Bingham returned to America after the death of his wife's father in 1859. He continued to travel throughout Missouri seeking commissions, and again became involved in politics. In the 1860 election, Missourians had elected his one-time opponent, Democrat Claiborne Fox Jackson, governor in part because Jackson declared himself anti-secession. Abraham Lincoln had also been elected president and secession talk abounded. Upon taking office, Governor Jackson opened communications with Confederates, including Jefferson Davis, and sent the state national guard's artillery pieces down the Mississippi River for Confederate service. Bingham, as a dedicated Union man, raised troops to oppose Jackson and his appointed ally, Major General Sterling Price, and was commissioned as a captain. Union forces routed the Confederates at Boonville on June 17 and again on September 13, 1861. Between those battles, the Missouri Convention met and almost unanimously declared itself against secession, then declared the governor's position vacant and on July 28 elected Hamilton Gamble governor to replace Jackson. Jackson refused to accept his deposition, instead declaring Missouri a "Free Republic" on August 5 and traveling to Richmond, Virginia, to confer with Confederate officials.

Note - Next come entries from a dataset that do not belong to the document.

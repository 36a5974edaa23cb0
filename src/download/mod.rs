//! Download Processor and Download Queue (components D and E): the
//! transport abstraction, its lifecycle events, and the per-task record the
//! Queue schedules.

pub mod queue;
pub mod web;

#[cfg(test)]
pub(crate) mod mock;

use std::cmp::Ordering;
use std::fmt;
use std::path::PathBuf;
use std::sync::Arc;

use async_trait::async_trait;
use chrono::{DateTime, Utc};

use crate::error::DownloadError;
use crate::model::{Mirror, RequestOptions, Resource};

pub use queue::{DownloadQueue, QueueObserver};
pub use web::{WebDownload, WebDownloadProcessor, WebDownloadableFactory};

/// Tags a [`Downloadable`]'s concrete transport so processors can filter
/// without downcasting (the corpus's "tagged union" idiom for plugin
/// dispatch).
#[derive(Debug, Clone, Copy, PartialEq, Eq, Hash)]
pub enum DownloadableKind {
    Web,
    #[cfg(test)]
    Mock,
}

/// A lifecycle event emitted while a [`Downloadable`] is driven by a
/// [`Processor`]. Always observed in the order: `Begin`, `StartTransfer`,
/// zero or more `BytesTransferred`, then exactly one of `FinishTransfer`
/// followed by `Finish`, or `Error`.
#[derive(Debug, Clone)]
pub enum DownloadEvent {
    Begin,
    StartTransfer,
    BytesTransferred {
        transferred: u64,
        total: Option<u64>,
    },
    FinishTransfer {
        temp_path: PathBuf,
    },
    Finish,
    Error(DownloadError),
}

/// Context describing why a task is being retried against a new (or the
/// same) mirror.
#[derive(Debug, Clone)]
pub struct RetryContext {
    pub previous_mirror_id: String,
    pub error: DownloadError,
}

#[derive(Clone)]
pub(crate) struct TaskEvent {
    pub task_id: String,
    pub event: DownloadEvent,
}

/// A per-task handle for sending lifecycle events up to the owning Download
/// Queue. Cloned cheaply; closed receivers are tolerated silently.
#[derive(Clone)]
pub struct DownloadEventSender {
    pub(crate) task_id: String,
    pub(crate) tx: tokio::sync::mpsc::UnboundedSender<TaskEvent>,
}

impl DownloadEventSender {
    pub fn send(&self, event: DownloadEvent) {
        let _ = self.tx.send(TaskEvent {
            task_id: self.task_id.clone(),
            event,
        });
    }
}

/// A polymorphic handle to one in-progress or prospective transfer.
///
/// Owned exclusively by its [`DownloadTask`] for the task's lifetime; a
/// [`Processor`] is only ever handed a shared (`Arc`) reference while
/// driving it and must not outlive that call.
#[async_trait]
pub trait Downloadable: Send + Sync {
    /// The owning resource's id (for logging and cache keying).
    fn resource_id(&self) -> &str;

    /// The transport tag used for processor dispatch.
    fn kind(&self) -> DownloadableKind;

    /// The mirror this instance was created against.
    fn mirror(&self) -> &Mirror;

    /// Drives the transfer to completion, emitting `StartTransfer` and
    /// `BytesTransferred` on `events` as bytes arrive. On success, returns
    /// the path of the fully-written temporary file.
    async fn start(&self, events: DownloadEventSender) -> Result<PathBuf, DownloadError>;

    /// Requests cancellation. The transport must stop as soon as
    /// practical and have `start` return a cancellation error.
    async fn cancel(&self);

    /// Requests a pause. This engine does not support resuming a partial
    /// transfer from an offset (non-goal), so the default behavior is
    /// equivalent to cancellation.
    async fn pause(&self) {
        self.cancel().await;
    }

    fn total_size(&self) -> Option<u64>;
    fn transferred_bytes(&self) -> u64;
    fn start_date(&self) -> Option<DateTime<Utc>>;
    fn finish_date(&self) -> Option<DateTime<Utc>>;
}

impl fmt::Debug for dyn Downloadable {
    fn fmt(&self, f: &mut fmt::Formatter<'_>) -> fmt::Result {
        f.debug_struct("Downloadable")
            .field("resource_id", &self.resource_id())
            .field("kind", &self.kind())
            .field("mirror_id", &self.mirror().id)
            .finish()
    }
}

/// Instantiates a [`Downloadable`] for a chosen mirror. Returns an error
/// when the mirror's location is not a scheme this transport supports.
pub trait DownloadableFactory: Send + Sync {
    fn create(
        &self,
        resource_id: &str,
        mirror: &Mirror,
    ) -> Result<Arc<dyn Downloadable>, DownloadError>;
}

/// A pluggable transport driver: the only concrete implementation shipped
/// is [`WebDownloadProcessor`]; more transports register as additional
/// `Processor`s without touching the Queue.
#[async_trait]
pub trait Processor: Send + Sync {
    /// A human-readable name for logs and error messages.
    fn name(&self) -> &str;

    /// Whether this processor is currently accepting work.
    fn is_active(&self) -> bool;

    /// Stops accepting new work; in-flight transfers are unaffected.
    fn pause(&self);

    /// Resumes accepting new work.
    fn resume(&self);

    /// Whether this processor's transport can drive the given kind.
    fn supports(&self, kind: DownloadableKind) -> bool;

    /// Whether this processor can currently accept `downloadable`
    /// (active and transport-compatible).
    fn can_process(&self, downloadable: &dyn Downloadable) -> bool {
        self.is_active() && self.supports(downloadable.kind())
    }

    /// Drives `downloadable` to completion, emitting lifecycle events on
    /// `events`. Never returns an `Err` itself; failures are reported as a
    /// terminal `DownloadEvent::Error`.
    async fn process(&self, downloadable: Arc<dyn Downloadable>, events: DownloadEventSender);

    /// Replays any transport-level state left over from a previous process
    /// lifetime (e.g. partially-initialized transfers). The web transport
    /// keeps no such state, so its implementation is a no-op.
    async fn enqueue_pending(&self, events: DownloadEventSender);
}

/// Orchestrates `Begin` -> `start()` -> (`FinishTransfer`+`Finish` |
/// `Error`) for any [`Downloadable`], shared by every concrete processor.
pub(crate) async fn drive_downloadable(
    downloadable: Arc<dyn Downloadable>,
    events: DownloadEventSender,
) {
    events.send(DownloadEvent::Begin);
    match downloadable.start(events.clone()).await {
        Ok(temp_path) => {
            events.send(DownloadEvent::FinishTransfer { temp_path });
            events.send(DownloadEvent::Finish);
        }
        Err(error) => {
            events.send(DownloadEvent::Error(error));
        }
    }
}

/// The Queue's scheduling record: a resource, the options it was requested
/// with, the mirror currently selected for it, and a live handle to the
/// transfer.
pub struct DownloadTask {
    pub id: String,
    pub resource: Resource,
    pub options: RequestOptions,
    pub selected_mirror: Mirror,
    pub downloadable: Arc<dyn Downloadable>,
    pub priority: i64,
    pub(crate) seq: u64,
}

impl DownloadTask {
    #[must_use]
    pub fn new(
        resource: Resource,
        options: RequestOptions,
        downloadable: Arc<dyn Downloadable>,
        seq: u64,
    ) -> Self {
        let selected_mirror = downloadable.mirror().clone();
        let priority = options.download_priority.weight();
        Self {
            id: resource.id.clone(),
            resource,
            options,
            selected_mirror,
            downloadable,
            priority,
            seq,
        }
    }
}

impl Clone for DownloadTask {
    fn clone(&self) -> Self {
        Self {
            id: self.id.clone(),
            resource: self.resource.clone(),
            options: self.options,
            selected_mirror: self.selected_mirror.clone(),
            downloadable: Arc::clone(&self.downloadable),
            priority: self.priority,
            seq: self.seq,
        }
    }
}

impl fmt::Debug for DownloadTask {
    fn fmt(&self, f: &mut fmt::Formatter<'_>) -> fmt::Result {
        f.debug_struct("DownloadTask")
            .field("id", &self.id)
            .field("priority", &self.priority)
            .field("mirror_id", &self.selected_mirror.id)
            .finish()
    }
}

impl PartialEq for DownloadTask {
    fn eq(&self, other: &Self) -> bool {
        self.id == other.id
    }
}

impl Eq for DownloadTask {}

impl PartialOrd for DownloadTask {
    fn partial_cmp(&self, other: &Self) -> Option<Ordering> {
        Some(self.cmp(other))
    }
}

impl Ord for DownloadTask {
    fn cmp(&self, other: &Self) -> Ordering {
        // Higher priority first; among equal priorities, older (smaller seq)
        // wins so same-tier admissions stay FIFO.
        self.priority
            .cmp(&other.priority)
            .then_with(|| other.seq.cmp(&self.seq))
    }
}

In September 1861, Governor Gamble appointed Bingham State Treasurer of Missouri, and he served honestly and competently throughout the war. In 1863 Bingham vociferously opposed as inhumane Union General Ewing's Order No. 11, which ordered the depopulation of Cass, Bates and Jackson Counties and part of Vernon County in western Missouri to limit support for Confederate partisans. Bingham believed many of the atrocities on the Kansas–Missouri border were in fact committed by pro-Union "Jayhawkers" with Ewing's connivance. The order backfired by exacerbating resentments against occupying troops even by Union sympathizers (and later became the subject of a painting shown herein). Boonville also would be briefly occupied by Confederate troops on October 11, 1863, and again on October 11, 1864. Meanwhile, Bingham also continued to paint more portraits, which had always been his "bread and butter" work.

==Postwar career==
Although the Whig Party was nearly defunct by the time Bingham returned to Missouri, Bingham also returned to politics, and he would later align with the Democratic Party. He continued to stay involved in politics in the post-Civil War years through political appointments. In 1874, he was appointed president of Kansas City Board of Police Commissioners, and appointed the first chief of police there. In 1875, the governor appointed Bingham as Adjutant-General of Missouri, so thereafter he was often referred to as "General Bingham".

Toward the end of his life, although quite ill, Bingham was appointed the first Professor of Art at the University of Missouri in Columbia, Missouri, which his friend Major Rollins and the Rollins family helped found. He met with only a few students before his death; among them was Amanda Austin.

==Death, legacy and honors==
Bingham died on July 7, 1879, in Kansas City, Missouri. He was survived by his wife of less than a year, as well as his son by his second wife, (James) Rollins Bingham (1861–1910), who became a lawyer in Independence, Missouri. George Caleb Bingham was buried at Kansas City's Union Cemetery.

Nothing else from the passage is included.